Letter to President George W. Bush
December 27, 2005

I am writing to you with respect to multiple Israeli announcements of its plans to continue expanding settlements in the Occupied Palestinian Territories (OPT). This directly contravenes international law and Israeli commitments under the Road Map.

December 27, 2005

Office of the President
The White House
1600 Pennsylvania Ave. NW
Washington, DC 20500

Dear President Bush,

I am writing to you with respect to multiple Israeli announcements of its plans to continue expanding settlements in the Occupied Palestinian Territories (OPT). This directly contravenes international law and Israeli commitments under the Road Map.

You recently reiterated Israel’s obligations to stop expanding settlements when you said, on October 20, 2005, following your meeting with Palestinian President Abbas: “Israel should not undertake any activity that contravenes its road map obligations, or prejudices the final status negotiations with regard to Gaza, the West Bank, and Jerusalem. This means that Israel must remove unauthorized outposts and stop settlement expansion.” Israel has acted contrary to these obligations, escalating the building of settlements in 2005. According to the Israeli Central Bureau of Statistics, in the first half of 2005, there was a 28% increase in settlement housing starts compared to the same period in 2004. Israel now proposes to further expand West Bank settlements in the coming year.

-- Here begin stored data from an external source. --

//! # ニュースレターハンドラ
//!
//! ## エンドポイント
//!
//! - `GET /api/newsletter` - 有効な購読者一覧
//! - `POST /api/newsletter` - 購読（新規・再開は 201、購読中なら 200）
//! - `GET /api/newsletter/{id}` - 購読者詳細
//! - `POST /api/newsletter/{id}/unsubscribe` - 購読解除

use std::sync::Arc;

use axum::{Json, extract::State, http::StatusCode, response::IntoResponse};
use nailbook_domain::newsletter::{NewsletterSubscriber, SubscriberId};
use nailbook_shared::{ApiResponse, StatusMessage};
use serde::{Deserialize, Serialize};
use validator::Validate;

use crate::{
    error::ApiError,
    extract::{ApiPath, ValidatedJson},
    usecase::{NewsletterUseCaseImpl, SubscribeInput},
};

/// ニュースレター API の共有状態
pub struct NewsletterState {
    pub usecase: NewsletterUseCaseImpl,
}

/// 購読リクエスト
#[derive(Debug, Deserialize, Validate)]
pub struct SubscribeRequest {
    #[validate(email(message = "Enter a valid email address."))]
    pub email: String,
    pub name:  Option<String>,
}

/// 購読者 DTO
#[derive(Debug, Serialize)]
pub struct SubscriberDto {
    pub id:            SubscriberId,
    pub email:         String,
    pub name:          String,
    pub is_active:     bool,
    pub subscribed_at: String,
}

impl From<&NewsletterSubscriber> for SubscriberDto {
    fn from(subscriber: &NewsletterSubscriber) -> Self {
        Self {
            id:            subscriber.id(),
            email:         subscriber.email().to_string(),
            name:          subscriber
                .name()
                .map(|n| n.as_str().to_string())
                .unwrap_or_default(),
            is_active:     subscriber.is_active(),
            subscribed_at: subscriber.subscribed_at().to_rfc3339(),
        }
    }
}

/// GET /api/newsletter
pub async fn list_subscribers(
    State(state): State<Arc<NewsletterState>>,
) -> Result<impl IntoResponse, ApiError> {
    let subscribers = state.usecase.list().await?;

    let items: Vec<SubscriberDto> = subscribers.iter().map(SubscriberDto::from).collect();
    Ok((StatusCode::OK, Json(ApiResponse::new(items))))
}

/// POST /api/newsletter
///
/// 冪等な購読。ウェルカムメールは新規購読と再開の時だけスケジュールされる。
pub async fn subscribe(
    State(state): State<Arc<NewsletterState>>,
    ValidatedJson(req): ValidatedJson<SubscribeRequest>,
) -> Result<impl IntoResponse, ApiError> {
    let outcome = state
        .usecase
        .subscribe(SubscribeInput {
            email: req.email,
            name:  req.name,
        })
        .await?;

    let status = if outcome.decision.sends_welcome() {
        StatusCode::CREATED
    } else {
        StatusCode::OK
    };
    Ok((
        status,
        Json(ApiResponse::new(SubscriberDto::from(&outcome.subscriber))),
    ))
}

/// GET /api/newsletter/{id}
pub async fn get_subscriber(
    State(state): State<Arc<NewsletterState>>,
    ApiPath(id): ApiPath<i64>,
) -> Result<impl IntoResponse, ApiError> {
    let subscriber = state.usecase.get(SubscriberId::new(id)).await?;

    Ok((StatusCode::OK, Json(ApiResponse::new(SubscriberDto::from(&subscriber)))))
}

/// POST /api/newsletter/{id}/unsubscribe
pub async fn unsubscribe(
    State(state): State<Arc<NewsletterState>>,
    ApiPath(id): ApiPath<i64>,
) -> Result<impl IntoResponse, ApiError> {
    state.usecase.unsubscribe(SubscriberId::new(id)).await?;

    Ok((StatusCode::OK, Json(StatusMessage::new("Successfully unsubscribed"))))
}
//! # NewsletterSubscriberRepository
//!
//! ニュースレター購読者の永続化を担当するリポジトリ。
//!
//! ## 設計方針
//!
//! - **email は一意**: 正規化済みの email に UNIQUE 制約を張り、同時登録の競合は
//!   [`InfraError::conflict`] として返す。ユースケース層が再取得して冪等に処理する

use async_trait::async_trait;
use chrono::{DateTime, Utc};
use nailbook_domain::{
    DomainError,
    newsletter::{NewsletterSubscriber, SubscriberId, SubscriberRecord},
    value_objects::{EmailAddress, PersonName},
};
use sqlx::{FromRow, PgPool};

use crate::error::{InfraError, corrupted};

/// 購読者リポジトリトレイト
#[async_trait]
pub trait NewsletterSubscriberRepository: Send + Sync {
    /// 正規化済み email で検索する
    async fn find_by_email(
        &self,
        email: &EmailAddress,
    ) -> Result<Option<NewsletterSubscriber>, InfraError>;

    async fn find_by_id(&self, id: SubscriberId)
    -> Result<Option<NewsletterSubscriber>, InfraError>;

    /// 有効な購読者を購読日時の降順で取得する
    async fn find_active(&self) -> Result<Vec<NewsletterSubscriber>, InfraError>;

    /// 新規購読者を登録する
    ///
    /// email が既に存在する場合は `InfraErrorKind::Conflict` を返す。
    async fn insert(
        &self,
        email: &EmailAddress,
        name: Option<&PersonName>,
        now: DateTime<Utc>,
    ) -> Result<NewsletterSubscriber, InfraError>;

    /// 状態（有効フラグ・名前・解除日時）を書き戻す
    async fn update(&self, subscriber: &NewsletterSubscriber) -> Result<bool, InfraError>;
}

/// PostgreSQL 実装の NewsletterSubscriberRepository
#[derive(Debug, Clone)]
pub struct PostgresNewsletterSubscriberRepository {
    pool: PgPool,
}

impl PostgresNewsletterSubscriberRepository {
    pub fn new(pool: PgPool) -> Self {
        Self { pool }
    }
}

#[derive(Debug, FromRow)]
struct SubscriberRow {
    id:              i64,
    email:           String,
    name:            Option<String>,
    is_active:       bool,
    subscribed_at:   DateTime<Utc>,
    unsubscribed_at: Option<DateTime<Utc>>,
}

impl TryFrom<SubscriberRow> for NewsletterSubscriber {
    type Error = InfraError;

    fn try_from(row: SubscriberRow) -> Result<Self, Self::Error> {
        let name = row
            .name
            .filter(|n| !n.trim().is_empty())
            .map(PersonName::new)
            .transpose()
            .map_err(corrupted::<DomainError>("name"))?;

        Ok(NewsletterSubscriber::from_db(SubscriberRecord {
            id: SubscriberId::new(row.id),
            email: EmailAddress::new(row.email).map_err(corrupted::<DomainError>("email"))?,
            name,
            is_active: row.is_active,
            subscribed_at: row.subscribed_at,
            unsubscribed_at: row.unsubscribed_at,
        }))
    }
}

const COLUMNS: &str = "id, email, name, is_active, subscribed_at, unsubscribed_at";

#[async_trait]
impl NewsletterSubscriberRepository for PostgresNewsletterSubscriberRepository {
    #[tracing::instrument(skip_all, level = "debug")]
    async fn find_by_email(
        &self,
        email: &EmailAddress,
    ) -> Result<Option<NewsletterSubscriber>, InfraError> {
        let row = sqlx::query_as::<_, SubscriberRow>(&format!(
            "SELECT {COLUMNS} FROM newsletter_subscribers WHERE email = $1"
        ))
        .bind(email.as_str())
        .fetch_optional(&self.pool)
        .await?;

        row.map(NewsletterSubscriber::try_from).transpose()
    }

    #[tracing::instrument(skip_all, level = "debug", fields(%id))]
    async fn find_by_id(
        &self,
        id: SubscriberId,
    ) -> Result<Option<NewsletterSubscriber>, InfraError> {
        let row = sqlx::query_as::<_, SubscriberRow>(&format!(
            "SELECT {COLUMNS} FROM newsletter_subscribers WHERE id = $1"
        ))
        .bind(id.as_i64())
        .fetch_optional(&self.pool)
        .await?;

        row.map(NewsletterSubscriber::try_from).transpose()
    }

    #[tracing::instrument(skip_all, level = "debug")]
    async fn find_active(&self) -> Result<Vec<NewsletterSubscriber>, InfraError> {
        let rows = sqlx::query_as::<_, SubscriberRow>(&format!(
            "SELECT {COLUMNS} FROM newsletter_subscribers WHERE is_active = TRUE \
             ORDER BY subscribed_at DESC, id DESC"
        ))
        .fetch_all(&self.pool)
        .await?;

        rows.into_iter().map(NewsletterSubscriber::try_from).collect()
    }

    #[tracing::instrument(skip_all, level = "debug")]
    async fn insert(
        &self,
        email: &EmailAddress,
        name: Option<&PersonName>,
        now: DateTime<Utc>,
    ) -> Result<NewsletterSubscriber, InfraError> {
        let result = sqlx::query_as::<_, SubscriberRow>(&format!(
            r#"
            INSERT INTO newsletter_subscribers (email, name, is_active, subscribed_at)
            VALUES ($1, $2, TRUE, $3)
            RETURNING {COLUMNS}
            "#
        ))
        .bind(email.as_str())
        .bind(name.map(PersonName::as_str))
        .bind(now)
        .fetch_one(&self.pool)
        .await;

        match result {
            Ok(row) => NewsletterSubscriber::try_from(row),
            Err(sqlx::Error::Database(db_err)) if db_err.is_unique_violation() => Err(
                InfraError::conflict("NewsletterSubscriber", email.as_str()),
            ),
            Err(e) => Err(e.into()),
        }
    }

    #[tracing::instrument(skip_all, level = "debug", fields(id = %subscriber.id()))]
    async fn update(&self, subscriber: &NewsletterSubscriber) -> Result<bool, InfraError> {
        let result = sqlx::query(
            r#"
            UPDATE newsletter_subscribers
            SET name = $2, is_active = $3, unsubscribed_at = $4
            WHERE id = $1
            "#,
        )
        .bind(subscriber.id().as_i64())
        .bind(subscriber.name().map(PersonName::as_str))
        .bind(subscriber.is_active())
        .bind(subscriber.unsubscribed_at())
        .execute(&self.pool)
        .await?;

        Ok(result.rows_affected() > 0)
    }
}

We urge you to use U.S. diplomatic and financial influence to stop this trend in 2006.

On December 26, the Ministry of Housing released tenders for the construction of 228 housing units in the West Bank settlements of Beitar Ilit and Efrat; on December 19, , the Ministry of Housing published tenders for constructing 137 new housing units in the West Bank settlements of Ariel and Karnei Shomron; and on December 14, Israeli Defense Minister Shaul Mofaz’s approved the construction of approximately 300 new homes in the West Bank settlements of Maale Adumim, Bracha and Nokdim. Maale Adumim is one of the largest and fastest growing settlements in the West Bank, with some 30,000 inhabitants. The settlement is located east of Jerusalem and adjacent to the much-publicized area of “E-1,” the last remaining site for potential Palestinian development around settlement-encircled East Jerusalem. The Israeli government also has made clear that, despite U.S. opposition, it plans to build 3,500 housing units in E-1 and to include Ma'ale Adumim and E-1 on the western side (the “Israeli side”) of the metal and concrete barrier that Israel is building, mostly inside the OPT (hereinafter, the “wall”). Such actions would effectively sever the West Bank in two by cutting the already limited Palestinian north-south access routes through the West Bank. In addition, a wall encircling E-1 and Ma’ale Adumim would make access to East Jerusalem, the center of Palestinian economic and religious life, virtually impossible from the rest of the West Bank, except through limited checkpoint crossings in the wall, most of which Israel has not yet funded or built.

Israel’s continuing settlement activity is a violation of international humanitarian law (IHL), United Nations Security Council resolutions, and Israel’s own commitments under the U.S.-sponsored Road Map of April 2003. The Israeli government’s policy of encouraging, financing, establishing, and expanding Jewish-only settlements in the OPT violates two main principles of IHL: the prohibition on the transfer of civilians from an occupying power's territory to the occupied territory, and the prohibition of creating permanent changes in the occupied territory that are not for the benefit of the occupied population. In particular, Article 49(6) of the Fourth Geneva Convention states that "[t]he Occupying Power shall not …transfer parts of its own civilian population into the territory it occupies." Under the road map, Israel agreed to freeze all settlement activity, including “natural growth,” and to dismantle all settlement outposts created since March 2001.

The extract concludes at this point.